╭─ SOURCE RECORDS

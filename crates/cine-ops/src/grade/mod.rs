//! Stage 0: per-pixel grading operators.
//!
//! Each operator is a closed-form `rgb -> rgb` transform prepared once per
//! frame from its parameter block. [`pixel_chain`] returns them in pipeline
//! order:
//!
//! 1. [`ingest`] - exposure, white balance, saturation, chroma ceiling, white bias
//! 2. [`film_response`] - luminance-zoned hue/saturation bias
//! 3. [`tonal`] - pivoted tone curve
//! 4. [`energy`] - chroma separation, density, vibrance
//! 5. [`highlight`] - asymptotic highlight compression
//! 6. [`split_tone`] - luminance-preserving split toning
//! 7. [`grain`] - hashed film grain
//! 8. [`dither`] - TPDF dither

pub mod dither;
pub mod energy;
pub mod film_response;
pub mod grain;
pub mod highlight;
pub mod ingest;
pub mod split_tone;
pub mod tonal;

pub use dither::{Dither, DitherParams};
pub use energy::{ColorEnergy, EnergyParams};
pub use film_response::{FilmPreset, FilmResponse, FilmResponseParams};
pub use grain::{FilmGrain, GrainParams, GrainStock};
pub use highlight::{HighlightParams, HighlightProtection};
pub use ingest::{Ingest, IngestParams};
pub use split_tone::{SplitTone, SplitToneParams};
pub use tonal::{TonalParams, ToneCurve};

use crate::look::LookParams;
use crate::pipeline::FrameContext;

/// Host coordinates of the pixel being transformed.
#[derive(Debug, Clone, Copy, PartialEq, Eq)]
pub struct PixelSite {
    /// Column.
    pub x: i32,
    /// Row.
    pub y: i32,
}

/// A stateless per-pixel transform.
pub trait PixelOp: Send + Sync {
    /// Short identifier used in logs.
    fn name(&self) -> &'static str;

    /// False when the operator would leave every pixel unchanged.
    fn is_active(&self) -> bool;

    /// Transforms one pixel. Only called when [`PixelOp::is_active`] holds.
    fn apply(&self, rgb: [f32; 3], site: PixelSite) -> [f32; 3];
}

/// Every Stage 0 operator in pipeline order, prepared for `frame`.
pub fn pixel_chain(look: &LookParams, frame: &FrameContext) -> Vec<Box<dyn PixelOp>> {
    vec![
        Box::new(Ingest::new(look.ingest)),
        Box::new(FilmResponse::new(look.film)),
        Box::new(ToneCurve::new(look.tonal)),
        Box::new(ColorEnergy::new(look.energy)),
        Box::new(HighlightProtection::new(look.highlight)),
        Box::new(SplitTone::new(look.split_tone)),
        Box::new(FilmGrain::new(look.grain, frame.frame_seed, frame.image_width(), frame.image_height())),
        Box::new(Dither::new(look.dither)),
    ]
}

/// Runs `ops` over one pixel in order.
#[inline]
pub fn apply_chain(ops: &[Box<dyn PixelOp>], rgb: [f32; 3], site: PixelSite) -> [f32; 3] {
    ops.iter().fold(rgb, |px, op| op.apply(px, site))
}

╰─

### PROBLEM STATEMENT
Reproduce each entry above character for character.

### EXERCISE OUTPUT
filename crates/cine-ops/src/grade/mod.rs
//! Stage 0: per-pixel grading operators.
//!
//! Each operator is a closed-form `rgb -> rgb` transform prepared once per
//! frame from its parameter block. [`pixel_chain`] returns them in pipeline
//! order:
//!
//! 1. [`ingest`] - exposure, white balance, saturation, chroma ceiling, white bias
//! 2. [`film_response`] - luminance-zoned hue/saturation bias
//! 3. [`tonal`] - pivoted tone curve
//! 4. [`energy`] - chroma separation, density, vibrance
//! 5. [`highlight`] - asymptotic highlight compression
//! 6. [`split_tone`] - luminance-preserving split toning
//! 7. [`grain`] - hashed film grain
//! 8. [`dither`] - TPDF dither

pub mod dither;
pub mod energy;
pub mod film_response;
pub mod grain;
pub mod highlight;
pub mod ingest;
pub mod split_tone;
pub mod tonal;

pub use dither::{Dither, DitherParams};
pub use energy::{ColorEnergy, EnergyParams};
pub use film_response::{FilmPreset, FilmResponse, FilmResponseParams};
pub use grain::{FilmGrain, GrainParams, GrainStock};
pub use highlight::{HighlightParams, HighlightProtection};
pub use ingest::{Ingest, IngestParams};
pub use split_tone::{SplitTone, SplitToneParams};
pub use tonal::{TonalParams, ToneCurve};

use crate::look::LookParams;
use crate::pipeline::FrameContext;

/// Host coordinates of the pixel being transformed.
#[derive(Debug, Clone, Copy, PartialEq, Eq)]
pub struct PixelSite {
    /// Column.
    pub x: i32,
    /// Row.
    pub y: i32,
}

/// A stateless per-pixel transform.
pub trait PixelOp: Send + Sync {
    /// Short identifier used in logs.
    fn name(&self) -> &'static str;

    /// False when the operator would leave every pixel unchanged.
    fn is_active(&self) -> bool;

    /// Transforms one pixel. Only called when [`PixelOp::is_active`] holds.
    fn apply(&self, rgb: [f32; 3], site: PixelSite) -> [f32; 3];
}

/// Every Stage 0 operator in pipeline order, prepared for `frame`.
pub fn pixel_chain(look: &LookParams, frame: &FrameContext) -> Vec<Box<dyn PixelOp>> {
    vec![
        Box::new(Ingest::new(look.ingest)),
        Box::new(FilmResponse::new(look.film)),
        Box::new(ToneCurve::new(look.tonal)),
        Box::new(ColorEnergy::new(look.energy)),
        Box::new(HighlightProtection::new(look.highlight)),
        Box::new(SplitTone::new(look.split_tone)),
        Box::new(FilmGrain::new(look.grain, frame.frame_seed, frame.image_width(), frame.image_height())),
        Box::new(Dither::new(look.dither)),
    ]
}

/// Runs `ops` over one pixel in order.
#[inline]
pub fn apply_chain(ops: &[Box<dyn PixelOp>], rgb: [f32; 3], site: PixelSite) -> [f32; 3] {
    ops.iter().fold(rgb, |px, op| op.apply(px, site))
}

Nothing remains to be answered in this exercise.